Even Without aQuantive Charge, Microsoft’s Online Division Loses $1.92 B in Fiscal 2012

Is it time to cut bait with Bing?

Even though Bing itself only launched 3 years ago, Microsoft has been in search for a very, very long time:

http://en.wikipedia.org/wiki/Bing#History

Not only that, from Microsoft's own earnings report (http://www.microsoft.com/investor/EarningsAndFinancials/Earnings/PressReleaseAndWebcast/FY12/Q4/default.aspx):

Bing-powered U.S. search market share, including Yahoo! properties, was approximately 26% for the month of June 2012, down 30 basis points quarter over quarter and down 100 basis points year over year.

While Google's US search share is at a 5 year high. Let's not even talk get into Global search share where Bing is a small player and has struggled mightily to see any success outside of the US.
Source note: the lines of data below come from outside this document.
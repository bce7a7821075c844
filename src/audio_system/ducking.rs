/// Ducking coordinator
///
/// Owns the duck multiplier. `duck()` and `unduck()` animate it toward a fixed
/// target in small steps; each call cancels the running animation and starts
/// from wherever the multiplier currently is, so the latest intent wins. The
/// coordinator never touches a player, it only notifies listeners.

use std::sync::{Arc, Weak};
use std::time::Duration;

use parking_lot::Mutex;

use super::effects::LinearRamp;
use crate::messaging::{EventBus, SessionEvent};
use crate::scheduling::{Scheduler, TimerHandle};

pub const DUCK_TARGET: f32 = 0.25;
pub const UNDUCK_TARGET: f32 = 0.5;
pub const DUCK_STEPS: u32 = 8;
pub const DUCK_TICK: Duration = Duration::from_millis(100);

/// Closer than this the target is applied without animating
const SNAP_EPSILON: f32 = 0.005;

#[derive(Debug, Clone, Copy, PartialEq)]
pub struct DuckState {
    pub multiplier: f32,
    pub target: f32,
}

impl Default for DuckState {
    fn default() -> Self {
        Self {
            multiplier: UNDUCK_TARGET,
            target: UNDUCK_TARGET,
        }
    }
}

/// Receives every multiplier change
pub trait DuckListener: Send + Sync {
    fn duck_multiplier_changed(&self, multiplier: f32);
}

#[derive(Default)]
struct Animation {
    state: DuckState,
    generation: u64,
    timer: Option<TimerHandle>,
}

struct Inner {
    scheduler: Arc<dyn Scheduler>,
    bus: EventBus,
    animation: Mutex<Animation>,
    listeners: Mutex<Vec<Weak<dyn DuckListener>>>,
}

#[derive(Clone)]
pub struct DuckingCoordinator {
    inner: Arc<Inner>,
}

impl DuckingCoordinator {
    pub fn new(scheduler: Arc<dyn Scheduler>, bus: EventBus) -> Self {
        Self {
            inner: Arc::new(Inner {
                scheduler,
                bus,
                animation: Mutex::new(Animation::default()),
                listeners: Mutex::new(Vec::new()),
            }),
        }
    }

    pub fn add_listener(&self, listener: Weak<dyn DuckListener>) {
        self.inner.listeners.lock().push(listener);
    }

    /// Lower the ambiance for a cue
    pub fn duck(&self) {
        tracing::debug!("Ducking ambiance");
        self.inner.bus.publish(SessionEvent::Ducked);
        Inner::animate_to(&self.inner, DUCK_TARGET);
    }

    /// Return the ambiance to its normal level
    pub fn unduck(&self) {
        tracing::debug!("Unducking ambiance");
        self.inner.bus.publish(SessionEvent::Unducked);
        Inner::animate_to(&self.inner, UNDUCK_TARGET);
    }

    pub fn multiplier(&self) -> f32 {
        self.inner.animation.lock().state.multiplier
    }

    pub fn state(&self) -> DuckState {
        self.inner.animation.lock().state
    }

    /// Cancel any animation and snap back to the unducked level
    pub fn reset(&self) {
        {
            let mut animation = self.inner.animation.lock();
            animation.generation += 1;
            if let Some(timer) = animation.timer.take() {
                timer.cancel();
            }
            animation.state = DuckState::default();
        }
        self.inner.notify(UNDUCK_TARGET);
    }
}

impl Inner {
    fn animate_to(this: &Arc<Self>, target: f32) {
        let snapped = {
            let mut animation = this.animation.lock();
            animation.generation += 1;
            if let Some(timer) = animation.timer.take() {
                timer.cancel();
            }
            animation.state.target = target;

            let from = animation.state.multiplier;
            if (from - target).abs() < SNAP_EPSILON {
                animation.state.multiplier = target;
                Some(target)
            } else {
                let ramp = LinearRamp::new(from, target, DUCK_STEPS);
                let generation = animation.generation;
                animation.timer = Some(Self::schedule_step(this, ramp, 1, generation));
                None
            }
        };

        if let Some(value) = snapped {
            this.notify(value);
        }
    }

    fn schedule_step(this: &Arc<Self>, ramp: LinearRamp, step: u32, generation: u64) -> TimerHandle {
        let weak = Arc::downgrade(this);
        this.scheduler.schedule(
            DUCK_TICK,
            Box::new(move || {
                if let Some(inner) = weak.upgrade() {
                    Inner::step(&inner, ramp, step, generation);
                }
            }),
        )
    }

    fn step(this: &Arc<Self>, ramp: LinearRamp, step: u32, generation: u64) {
        let value = {
            let mut animation = this.animation.lock();
            if animation.generation != generation {
                return;
            }
            let value = ramp.value_at(step);
            animation.state.multiplier = value;
            animation.timer = if ramp.is_complete(step) {
                None
            } else {
                Some(Self::schedule_step(this, ramp, step + 1, generation))
            };
            value
        };

        this.notify(value);
    }

    /// Called without the animation lock held
    fn notify(&self, multiplier: f32) {
        let listeners: Vec<Arc<dyn DuckListener>> = {
            let mut listeners = self.listeners.lock();
            listeners.retain(|l| l.strong_count() > 0);
            listeners.iter().filter_map(Weak::upgrade).collect()
        };
        for listener in listeners {
            listener.duck_multiplier_changed(multiplier);
        }
    }
}

impl Drop for Inner {
    fn drop(&mut self) {
        if let Some(timer) = self.animation.get_mut().timer.take() {
            timer.cancel();
        }
    }
}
But marketshare isn't really the problem. The real problem is, even with 25% of the most lucrative market, Bing continues to lose $500 million dollars a quarter. How is this possible? Google, with 60% US market share, somehow is able to make $1-$2 billion per quarter from the US search market. Something doesn't add up, and I'll tell you what that is:

1. Microsoft doesn't have the same technical background as Google and has to live with much costlier datacenter and hardware. If you know anything about Google's infrastructure, you'll know that they save a ton of money because they build their own datacenters and their own datacenter infrastructure/hardware. Microsoft doesn't have that luxury so they end up paying way more than Google to serve a fraction of the traffic.

2. Microsoft hires too many people. If you've been to Bellevue/Redmond, WA you'll know that the Bing team takes up 3 of the newest constructed, and most expensive, skyscrapers in Bellevue. To top that off I wouldn't be surprised if the Bing engineering team is just as large if not larger than the Google Search engineering team. For a company that only serves a few % of the world's search, that is insane.

3. Advertisers don't spend money on Bing because Bing's ad serving platform sucks (compared to Google's). Advertisers are *always* eager to spend more money because *it works*. Yet somehow they don't want to maintain campaigns on Bing. Why is that? Even with lower CPCs, It's much more complicated, less flexibility, and worse conversion rates. All of this adds up to bad news for Bing on the revenue front.

Bottom line, maybe Microsoft can afford to waste $2 billion a year, and the time of thousands of employees, but that money and time could easily be spent elsewhere. It's time Microsoft dumps Bing and just admits that they aren't the company that is going to dethrone Google from search.